Spectrograms: From Sound To Image
A spectrogram is a graphical representation of sound. It plots frequencies across the y-axis (pitch and overtones) and time on the x-axis. The amplitude of a sound is represented by the color of the pixels (the darker, the louder). Et voilá, you have an image of sound that presents the eye all the information that usually is consumed by the ear.
Any sound can be visualized using spectrograms. They are a frequent scientific tool to ornithologists, phoneticists and musicologists.
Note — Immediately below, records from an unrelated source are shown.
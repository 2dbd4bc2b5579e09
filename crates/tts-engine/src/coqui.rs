use std::{
    collections::HashSet,
    ffi::OsString,
    path::{Path, PathBuf},
    sync::Arc,
    time::Instant,
};

use anyhow::Context;
use async_trait::async_trait;
use numpy::{PyArray1, PyArrayMethods, PyReadonlyArray1};
use once_cell::sync::Lazy;
use parking_lot::Mutex;
use pyo3::{
    types::{PyDict, PyModule},
    IntoPy, Py, PyAny, PyResult, Python,
};
use serde::{Deserialize, Serialize};
use tokio::task;
use tracing::{debug, info, instrument};

use crate::{
    audio::write_wav, Device, EngineResult, ModelProfile, RenderPlan, TtsEngineError, TtsModel,
    TtsRuntime,
};

static PYTHONPATH_LOCK: Lazy<Mutex<()>> = Lazy::new(|| Mutex::new(()));
static PYTHONPATH_ENTRIES: Lazy<Mutex<HashSet<OsString>>> =
    Lazy::new(|| Mutex::new(HashSet::new()));
const FALLBACK_SAMPLE_RATE: u32 = 22_050;

#[derive(Clone, Debug, Default, Deserialize, Serialize)]
pub struct CoquiRuntimeConfig {
    /// Extra directory prepended to PYTHONPATH before `TTS.api` is imported.
    #[serde(default)]
    pub python_package_path: Option<PathBuf>,
    #[serde(default)]
    pub progress_bar: bool,
}

/// Coqui TTS hosted in the embedded Python interpreter.
pub struct CoquiRuntime {
    accelerator: bool,
    progress_bar: bool,
}

struct CoquiModel {
    name: String,
    profile: ModelProfile,
    handle: Arc<Mutex<Py<PyAny>>>,
}

fn ensure_python_path(path: &Path) -> anyhow::Result<()> {
    let canonical = path.to_path_buf();
    let os_path = canonical.as_os_str().to_os_string();

    let _guard = PYTHONPATH_LOCK.lock();
    let mut entries = PYTHONPATH_ENTRIES.lock();
    if entries.contains(&os_path) {
        return Ok(());
    }

    let mut current_paths: Vec<PathBuf> = std::env::var_os("PYTHONPATH")
        .map(|existing| std::env::split_paths(&existing).collect())
        .unwrap_or_default();
    if !current_paths.iter().any(|p| p == &canonical) {
        current_paths.push(canonical.clone());
    }

    let joined = std::env::join_paths(current_paths).context("failed to construct PYTHONPATH")?;
    std::env::set_var("PYTHONPATH", joined);
    entries.insert(os_path);
    Ok(())
}

impl CoquiRuntime {
    pub fn new(config: CoquiRuntimeConfig) -> EngineResult<Self> {
        if let Some(ref path) = config.python_package_path {
            let canonical = path
                .canonicalize()
                .context("failed to canonicalize python package path")?;
            ensure_python_path(&canonical)?;
        }

        let accelerator = Python::with_gil(|py| -> PyResult<bool> {
            PyModule::import(py, "TTS.api")?;
            let torch = PyModule::import(py, "torch")?;
            torch
                .getattr("cuda")?
                .call_method0("is_available")?
                .extract()
        })
        .map_err(|err| TtsEngineError::Unavailable(format!("Coqui TTS import failed: {err}")))?;

        info!(
            target = "tts_gateway::tts_engine",
            accelerator,
            "Coqui TTS runtime imported"
        );

        Ok(Self {
            accelerator,
            progress_bar: config.progress_bar,
        })
    }
}

#[async_trait]
impl TtsRuntime for CoquiRuntime {
    fn label(&self) -> &'static str {
        "coqui_tts"
    }

    fn accelerator_available(&self) -> bool {
        self.accelerator
    }

    #[instrument(skip(self))]
    async fn load(&self, model_name: &str, device: Device) -> EngineResult<Arc<dyn TtsModel>> {
        let name = model_name.to_string();
        let progress_bar = self.progress_bar;
        let model = task::spawn_blocking(move || CoquiModel::load(name, device, progress_bar))
            .await
            .map_err(|err| TtsEngineError::Other(err.into()))??;
        Ok(Arc::new(model))
    }
}

impl CoquiModel {
    fn load(name: String, device: Device, progress_bar: bool) -> EngineResult<Self> {
        let started = Instant::now();
        let loaded = Python::with_gil(
            |py| -> PyResult<(Py<PyAny>, Option<Vec<String>>, Option<Vec<String>>)> {
                let module = PyModule::import(py, "TTS.api")?;
                let cls = module.getattr("TTS")?;
                let kwargs = PyDict::new(py);
                kwargs.set_item("model_name", name.as_str())?;
                kwargs.set_item("progress_bar", progress_bar)?;
                let tts = cls
                    .call((), Some(kwargs))?
                    .call_method1("to", (device.as_str(),))?;
                let speakers = optional_string_list(tts, "speakers");
                let languages = optional_string_list(tts, "languages");
                Ok((tts.into_py(py), speakers, languages))
            },
        );

        let (handle, speakers, languages) = loaded.map_err(|err| TtsEngineError::ModelLoad {
            model: name.clone(),
            reason: err.to_string(),
        })?;
        let profile = ModelProfile::infer(&name, speakers, languages);

        info!(
            target = "tts_gateway::tts_engine",
            model = %name,
            %device,
            capability = %profile.capability,
            multilingual = profile.multilingual,
            elapsed_ms = started.elapsed().as_millis(),
            "Coqui model loaded"
        );

        Ok(Self {
            name,
            profile,
            handle: Arc::new(Mutex::new(handle)),
        })
    }
}

#[async_trait]
impl TtsModel for CoquiModel {
    fn name(&self) -> &str {
        &self.name
    }

    fn profile(&self) -> &ModelProfile {
        &self.profile
    }

    async fn render(&self, plan: RenderPlan, output: &Path) -> EngineResult<()> {
        let handle = self.handle.clone();
        let output = output.to_path_buf();
        task::spawn_blocking(move || {
            let guard = handle.lock();
            render_blocking(&guard, plan, &output)
        })
        .await
        .map_err(|err| TtsEngineError::Other(err.into()))?
    }
}

fn render_blocking(handle: &Py<PyAny>, plan: RenderPlan, output: &Path) -> EngineResult<()> {
    debug!(
        target = "tts_gateway::tts_engine",
        strategy = plan.strategy(),
        output = %output.display(),
        "rendering"
    );

    Python::with_gil(|py| -> EngineResult<()> {
        let tts = handle.as_ref(py);
        let kwargs = PyDict::new(py);
        kwargs.set_item("file_path", output.as_os_str())?;

        match plan {
            RenderPlan::Clone {
                text,
                reference,
                language,
            } => {
                kwargs.set_item("text", text)?;
                kwargs.set_item("speaker_wav", reference.as_os_str())?;
                kwargs.set_item("language", language)?;
                tts.call_method("tts_to_file", (), Some(kwargs))?;
            }
            RenderPlan::CloneViaConversion { text, reference } => {
                kwargs.set_item("text", text)?;
                kwargs.set_item("speaker_wav", reference.as_os_str())?;
                tts.call_method("tts_with_vc_to_file", (), Some(kwargs))?;
            }
            RenderPlan::Speaker {
                text,
                speaker,
                language,
            } => {
                kwargs.set_item("text", text)?;
                kwargs.set_item("speaker", speaker)?;
                if let Some(language) = language {
                    kwargs.set_item("language", language)?;
                }
                tts.call_method("tts_to_file", (), Some(kwargs))?;
            }
            RenderPlan::Default { text, language } => {
                if tts.hasattr("tts_to_file")? {
                    kwargs.set_item("text", text)?;
                    if let Some(language) = language {
                        kwargs.set_item("language", language)?;
                    }
                    tts.call_method("tts_to_file", (), Some(kwargs))?;
                } else {
                    // Older model wrappers only return the waveform.
                    let call_kwargs = PyDict::new(py);
                    call_kwargs.set_item("text", text)?;
                    let wav = tts.call_method("tts", (), Some(call_kwargs))?;
                    let samples = extract_waveform(wav)?;
                    write_wav(output, &samples, output_sample_rate(tts))?;
                }
            }
            RenderPlan::Convert { source, target } => {
                kwargs.set_item("source_wav", source.as_os_str())?;
                kwargs.set_item("target_wav", target.as_os_str())?;
                tts.call_method("voice_conversion_to_file", (), Some(kwargs))?;
            }
        }
        Ok(())
    })
}

fn optional_string_list(obj: &PyAny, attr: &str) -> Option<Vec<String>> {
    let value = obj.getattr(attr).ok()?;
    if value.is_none() {
        return None;
    }
    value.extract::<Vec<String>>().ok()
}

fn output_sample_rate(tts: &PyAny) -> u32 {
    tts.getattr("synthesizer")
        .and_then(|synth| synth.getattr("output_sample_rate"))
        .and_then(|rate| rate.extract::<u32>())
        .unwrap_or(FALLBACK_SAMPLE_RATE)
}

fn extract_waveform(value: &PyAny) -> EngineResult<Vec<f32>> {
    if let Ok(array) = value.downcast::<PyArray1<f32>>() {
        let readonly: PyReadonlyArray1<f32> = array.readonly();
        return Ok(readonly.as_slice().map_err(not_contiguous)?.to_vec());
    }

    if let Ok(array) = value.downcast::<PyArray1<f64>>() {
        let readonly: PyReadonlyArray1<f64> = array.readonly();
        let waveform = readonly
            .as_slice()
            .map_err(not_contiguous)?
            .iter()
            .map(|&sample| sample as f32)
            .collect();
        return Ok(waveform);
    }

    if let Ok(list) = value.extract::<Vec<f32>>() {
        return Ok(list);
    }

    Err(TtsEngineError::Render(
        "unsupported waveform type returned by Coqui TTS".to_string(),
    ))
}

fn not_contiguous(err: impl std::fmt::Display) -> TtsEngineError {
    TtsEngineError::Render(format!("waveform is not contiguous: {err}"))
}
Representing complex sound as a combination of sine waves with different amplitudes and phases also made spectrograms the perfect tool for seismology and speech recognition.


Representing complex sound as a combination of sine waves with different amplitudes and phases also made spectrograms the perfect tool for seismology and speech recognition.
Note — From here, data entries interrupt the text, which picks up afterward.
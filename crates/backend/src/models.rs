use std::{num::NonZeroUsize, sync::Arc, time::Instant};

use lru::LruCache;
use parking_lot::Mutex;
use sha2::{Digest, Sha256};
use tokio::sync::OnceCell;
use tracing::{info, warn};
use tts_engine::{Device, TtsModel, TtsRuntime};

use crate::error::{ServiceError, ServiceResult};

/// Cache key for a model identifier.
#[derive(Clone, Debug, PartialEq, Eq, Hash)]
pub struct ModelKey(String);

impl ModelKey {
    pub fn new(model_name: &str) -> Self {
        let digest = Sha256::digest(model_name.as_bytes());
        Self(hex::encode(&digest[..16]))
    }

    pub fn as_str(&self) -> &str {
        &self.0
    }
}

type Slot = Arc<OnceCell<Arc<dyn TtsModel>>>;

/// Loaded models keyed by identifier. Each slot is a once-cell, so
/// concurrent requests for one model share a single load.
pub struct ModelCache {
    runtime: Arc<dyn TtsRuntime>,
    device: Device,
    slots: Mutex<LruCache<ModelKey, Slot>>,
}

impl ModelCache {
    pub fn new(runtime: Arc<dyn TtsRuntime>, device: Device, capacity: Option<usize>) -> Self {
        let slots = match capacity.and_then(NonZeroUsize::new) {
            Some(cap) => LruCache::new(cap),
            None => LruCache::unbounded(),
        };
        Self {
            runtime,
            device,
            slots: Mutex::new(slots),
        }
    }

    pub fn device(&self) -> Device {
        self.device
    }

    pub fn runtime_label(&self) -> &'static str {
        self.runtime.label()
    }

    pub async fn get_or_load(&self, model_name: &str) -> ServiceResult<Arc<dyn TtsModel>> {
        let key = ModelKey::new(model_name);
        let slot = self.slot(&key, model_name);

        let model = slot
            .get_or_try_init(|| async {
                let started = Instant::now();
                info!(
                    target = "tts_gateway::models",
                    model = %model_name,
                    key = key.as_str(),
                    device = %self.device,
                    "loading model"
                );
                let loaded = self
                    .runtime
                    .load(model_name, self.device)
                    .await
                    .map_err(|err| ServiceError::from_load(model_name, err))?;
                info!(
                    target = "tts_gateway::models",
                    model = %model_name,
                    capability = %loaded.profile().capability,
                    multilingual = loaded.profile().multilingual,
                    elapsed_ms = started.elapsed().as_millis(),
                    "model ready"
                );
                Ok::<_, ServiceError>(loaded)
            })
            .await;

        match model {
            Ok(model) => Ok(model.clone()),
            Err(err) => {
                warn!(target = "tts_gateway::models", model = %model_name, %err, "model load failed");
                Err(err)
            }
        }
    }

    pub fn loaded_count(&self) -> usize {
        self.slots
            .lock()
            .iter()
            .filter(|(_, slot)| slot.initialized())
            .count()
    }

    #[cfg(test)]
    pub fn is_loaded(&self, model_name: &str) -> bool {
        self.slots
            .lock()
            .peek(&ModelKey::new(model_name))
            .map(|slot| slot.initialized())
            .unwrap_or(false)
    }

    fn slot(&self, key: &ModelKey, model_name: &str) -> Slot {
        let mut slots = self.slots.lock();
        if let Some(slot) = slots.get(key) {
            return slot.clone();
        }
        let slot: Slot = Arc::new(OnceCell::new());
        if let Some((evicted, _)) = slots.push(key.clone(), slot.clone()) {
            if &evicted != key {
                info!(
                    target = "tts_gateway::models",
                    incoming = %model_name,
                    evicted = evicted.as_str(),
                    "resident model limit reached; evicted least recently used"
                );
            }
        }
        slot
    }
}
Diffusion models: From text to image (and then to sound)
If 2022 has taught us one thing then how diffusion models work. Short story: given a noise pattern, models like Stable Diffusion or Midjourney dream their way toward an image that fits the prompt they were initially given.
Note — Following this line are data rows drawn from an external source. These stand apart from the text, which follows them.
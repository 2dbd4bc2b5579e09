mod cleanup;
mod config;
mod error;
mod models;
mod outputs;
mod routes;
mod synth;
#[cfg(test)]
mod testing;

use std::{net::SocketAddr, path::PathBuf, sync::Arc, time::Duration};

use anyhow::{anyhow, Context, Result};
use clap::Parser;
use routes::{build_router, ApiState};
use synth::Synthesizer;
use tokio::signal;
use tower_http::trace::{
    DefaultMakeSpan, DefaultOnFailure, DefaultOnRequest, DefaultOnResponse, TraceLayer,
};
use tracing::{error, info, warn, Level};
use tracing_subscriber::{fmt, EnvFilter};
use tts_engine::{TtsEngineError, TtsRuntime};

use crate::{cleanup::CleanupTask, config::AppConfig};

#[derive(Debug, Parser)]
#[command(
    author,
    version,
    about = "HTTP gateway for Coqui text-to-speech and voice conversion (synthesis requires a `--features python` build)",
    long_about = "HTTP gateway for Coqui text-to-speech and voice conversion.\n\n\
                  Synthesis needs the Coqui runtime: build with `--features python`. \
                  Without it every synthesis route answers 503."
)]
struct Cli {
    /// Path to a TOML configuration file; defaults plus TTS_GATEWAY__* env vars otherwise
    #[arg(long)]
    config: Option<PathBuf>,
    /// Logging level (error|warn|info|debug|trace)
    #[arg(long, default_value = "info")]
    log_level: String,
    /// Load `tts.preload_models` before accepting traffic
    #[arg(long, default_value_t = false)]
    warmup: bool,
}

#[tokio::main]
async fn main() -> Result<()> {
    let cli = Cli::parse();
    init_tracing(&cli.log_level)?;

    let config = AppConfig::load(cli.config.clone())?;
    config.ensure_directories()?;

    let (synthesizer, unavailable_reason) = match build_runtime(&config) {
        Ok(runtime) => (Some(Arc::new(Synthesizer::new(&config, runtime))), None),
        Err(err) => {
            error!(
                target = "tts_gateway::backend",
                %err,
                "TTS engine unavailable; synthesis routes will answer 503"
            );
            (None, Some(err.to_string()))
        }
    };

    if cli.warmup {
        if let Some(ref synth) = synthesizer {
            synth.warmup(&config.tts.preload_models).await;
        }
    }

    // nothing renders yet, so every staging entry is a leftover
    match cleanup::sweep_staging_in_background(config.staging_dir(), Duration::ZERO).await {
        Ok(report) if report.removed > 0 => info!(
            target = "tts_gateway::backend",
            removed = report.removed,
            "cleared abandoned staging entries"
        ),
        Ok(_) => {}
        Err(err) => warn!(target = "tts_gateway::backend", %err, "staging cleanup failed"),
    }

    let cleanup_task = synthesizer.as_ref().map(|_| {
        CleanupTask::spawn(
            config.storage.output_dir.clone(),
            config.staging_dir(),
            Duration::from_secs(config.cleanup.interval_secs),
            cleanup::hours(config.cleanup.max_age_hours),
        )
    });

    let addr: SocketAddr = config
        .bind_addr()
        .parse()
        .context("host and port must form a valid socket address")?;
    let api_state = ApiState {
        synthesizer,
        config: Arc::new(config),
        unavailable_reason,
    };

    let trace_layer = TraceLayer::new_for_http()
        .make_span_with(DefaultMakeSpan::new().level(Level::INFO))
        .on_request(DefaultOnRequest::new().level(Level::INFO))
        .on_response(DefaultOnResponse::new().level(Level::INFO))
        .on_failure(DefaultOnFailure::new().level(Level::WARN));

    let app = build_router(api_state).layer(trace_layer);

    let listener = tokio::net::TcpListener::bind(addr)
        .await
        .with_context(|| format!("failed to bind to {}", addr))?;

    info!(target = "tts_gateway::backend", %addr, "gateway ready");

    axum::serve(listener, app)
        .with_graceful_shutdown(shutdown_signal())
        .await?;

    if let Some(task) = cleanup_task {
        task.shutdown().await;
    }
    info!(target = "tts_gateway::backend", "shutdown complete");
    Ok(())
}

#[cfg(feature = "python")]
fn build_runtime(config: &AppConfig) -> Result<Arc<dyn TtsRuntime>, TtsEngineError> {
    use tts_engine::{CoquiRuntime, CoquiRuntimeConfig};

    let runtime = CoquiRuntime::new(CoquiRuntimeConfig {
        python_package_path: config.tts.python_package_path.clone(),
        progress_bar: false,
    })?;
    Ok(Arc::new(runtime))
}

#[cfg(not(feature = "python"))]
fn build_runtime(_config: &AppConfig) -> Result<Arc<dyn TtsRuntime>, TtsEngineError> {
    Err(TtsEngineError::Unavailable(
        "built without the `python` feature; rebuild with `--features python`".to_string(),
    ))
}

fn init_tracing(level: &str) -> Result<()> {
    let filter = EnvFilter::try_from_default_env()
        .or_else(|_| EnvFilter::try_new(level))
        .or_else(|_| EnvFilter::try_new(format!("tts_gateway={level}")))
        .unwrap_or_else(|_| EnvFilter::new("info"));

    fmt()
        .with_env_filter(filter)
        .with_target(false)
        .compact()
        .try_init()
        .map_err(|err| anyhow!("failed to initialise tracing subscriber: {err}"))?;
    Ok(())
}

async fn shutdown_signal() {
    let ctrl_c = async {
        signal::ctrl_c()
            .await
            .expect("failed to install Ctrl+C handler");
    };

    #[cfg(unix)]
    let terminate = async {
        use tokio::signal::unix::{signal, SignalKind};
        let mut term = signal(SignalKind::terminate()).expect("failed to install signal handler");
        term.recv().await;
    };

    #[cfg(not(unix))]
    let terminate = std::future::pending::<()>();

    tokio::select! {
        _ = ctrl_c => {},
        _ = terminate => {},
    }
    info!(target = "tts_gateway::backend", "shutdown signal received");
}

#[cfg(test)]
mod tests {
    use super::*;
    use clap::CommandFactory;

    #[test]
    fn help_names_the_python_feature() {
        let mut command = Cli::command();
        assert!(command.render_help().to_string().contains("--features python"));
        assert!(command.render_long_help().to_string().contains("answers 503"));
    }

    #[test]
    fn config_file_is_optional() {
        let cli = Cli::try_parse_from(["tts-gateway", "--warmup"]).unwrap();
        assert!(cli.config.is_none());
        assert!(cli.warmup);
        assert_eq!(cli.log_level, "info");
    }
}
Here is an example of the standard Stable Diffusion model using noise to generate an image from the prompt:
photograph of an astronaut riding a horse
And that’s where the fun comes in: Why should AI image generation be limited to recreating famous artworks and techniques, or inventing amazing new blends of art styles? We can take any kind of visual representation and train an AI model to generate it from mere noise. The only important thing is that the model knows the “rules of the game” by which the image should be created: if a monkey is required, this kind of pixel arrangement is needed in order to let humans think, “Ah, that’s a pretty monkey!”; if a horse is required, that kind of pixel arrangement must be generated, etc. All we need are enough images of monkeys and horses to tell the model what it needs to do to make us happy.
That’s exactly what Seth Forsgren and Hayk Martiros did in fine-tuning the latest Stable Diffusion model with images of spectrograms combined with text. They told the model: If a bass drum is needed, create this kind of pixel arrangement so people will think, “Nice spectrogram of a bass drum!”; if a trumpet is needed, create that kind of pixel arrangement, etc.
So, here it is in action: the spectrogram-trained model generating an image from the prompt
“funk bassline with a jazzy saxophone solo”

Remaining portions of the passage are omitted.